4.The zero-count problem
Categorical data exposes a concrete failure of the MLE. Let $(x_1, \dots, x_m)$ be the counts of $m$ categories with $\sum_i x_i = n$. The MLE is the vector of observed frequencies, $\hat\pi_i = x_i/n$. Any category that does not appear in the sample receives $\hat\pi_i = 0$.
A zero estimate is not only imprecise. If a later observation falls in a category that was assigned probability zero, the likelihood of that observation is zero and its negative log-likelihood is infinite. A single unseen category therefore causes the model to assign zero probability to any sequence that contains it. In language modeling this corresponds to infinite perplexity from one unseen token.

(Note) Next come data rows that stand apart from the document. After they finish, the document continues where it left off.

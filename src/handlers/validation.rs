use actix_web::{get, web, HttpResponse, Responder};
use log::{error, info};

use crate::models::{AppState, CheckQuery, CheckResponse, PeekQuery, PeekResponse};
use crate::services::session::{GameSession, Outcome};

// Message text is a presentation concern; the engine only reports kinds.
fn outcome_message(outcome: &Outcome) -> String {
    match outcome {
        Outcome::Success => "Congratulations, you solved it!".to_string(),
        Outcome::NewMatch(word) => format!("You found a new match: {}", word),
        Outcome::AlreadyFound(word) => format!("You already found {}", word),
        Outcome::NotInVocabulary(word) => format!("{} isn't in the list of words", word),
        Outcome::NotFromJumbleLetters { word, jumble } => {
            format!("\"{}\" can't be made from the letters {}", word, jumble)
        }
    }
}

#[get("/game/check")]
pub async fn check(data: web::Data<AppState>, query: web::Query<CheckQuery>) -> impl Responder {
    let session_id = match &query.session {
        Some(id) => id,
        None => return HttpResponse::BadRequest().body("Missing session id"),
    };
    // An absent candidate is an ordinary miss, not an error
    let text = query.text.as_deref().unwrap_or("");

    let mut sessions = data.sessions.lock().expect("session store lock poisoned");
    let session = match sessions.get_mut(session_id) {
        Some(s) => s,
        None => {
            return HttpResponse::BadRequest()
                .body(format!("Unknown session '{}'", session_id))
        }
    };

    let outcome = match session.submit(&data.vocab, text) {
        Ok(outcome) => outcome,
        Err(e) => {
            error!("Submission classifier failed for '{}': {}", text, e);
            return HttpResponse::InternalServerError().body(e.to_string());
        }
    };

    info!("Session {}: '{}' -> {}", session_id, text, outcome.kind());

    HttpResponse::Ok().json(CheckResponse {
        kind: outcome.kind(),
        solved: matches!(outcome, Outcome::Success),
        matches: session.matches().to_vec(),
        target: session.target_count(),
        message: outcome_message(&outcome),
    })
}

#[get("/game/peek")]
pub async fn peek(data: web::Data<AppState>, query: web::Query<PeekQuery>) -> impl Responder {
    let text = query.text.as_deref().unwrap_or("");
    let matched = GameSession::peek(&data.vocab, text);
    HttpResponse::Ok().json(PeekResponse { matched })
}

MAP estimation removes the zero. With a $\text{Dirichlet}(\alpha)$ prior the posterior is $\text{Dirichlet}(x_i + \alpha_i)$, and the MAP estimate is
$$ \hat\pi_i^{\text{MAP}} = \frac{x_i + \alpha_i - 1}{n + \sum_j (\alpha_j - 1)}. $$For $\alpha_i > 1$ this is strictly positive even when $x_i = 0$. The symmetric choice $\alpha_i = 2$ gives $\hat\pi_i = (x_i + 1)/(n + m)$, which is add-one (Laplace) smoothing. The prior assigns a small amount of probability to categories that the sample has not produced.
5.Reparameterization
One property of the MLE does not carry over to MAP. A probability density transforms with a Jacobian factor under a change of variables, and the location of a mode is not preserved by that factor. Consequently, if $\hat\theta_{\text{MAP}}$ is the MAP estimate of $\theta$, then $g(\hat\theta_{\text{MAP}})$ is in general not the MAP estimate of $g(\theta)$. The MLE depends on the likelihood rather than on a density in $\theta$, so it does not depend on the choice of parameterization.
★Summary
| Aspect | MLE | MAP |
|---|---|---|
| Objective | maximize $\ell(\theta)$ | maximize $\ell(\theta) + \log p(\theta)$ |
| Prior | none | explicit prior $p(\theta)$ |
| Regularization | none | $-\log p(\theta)$; Gaussian gives $\ell_2$, Laplace gives $\ell_1$ |
| Large samples | limiting estimator | approaches MLE; difference of order $1/n$ |
| Reparameterization | invariant | not invariant |
| Zero counts | assigns probability zero | assigns positive probability |
The accompanying notebook contains numerical illustrations of these results: the Bernoulli log-likelihood and its convergence, the Beta-Bernoulli posterior, prior washout as $n$ grows, Gaussian shrinkage, and the zero-count problem with its Dirichlet correction: experiments.ipynb.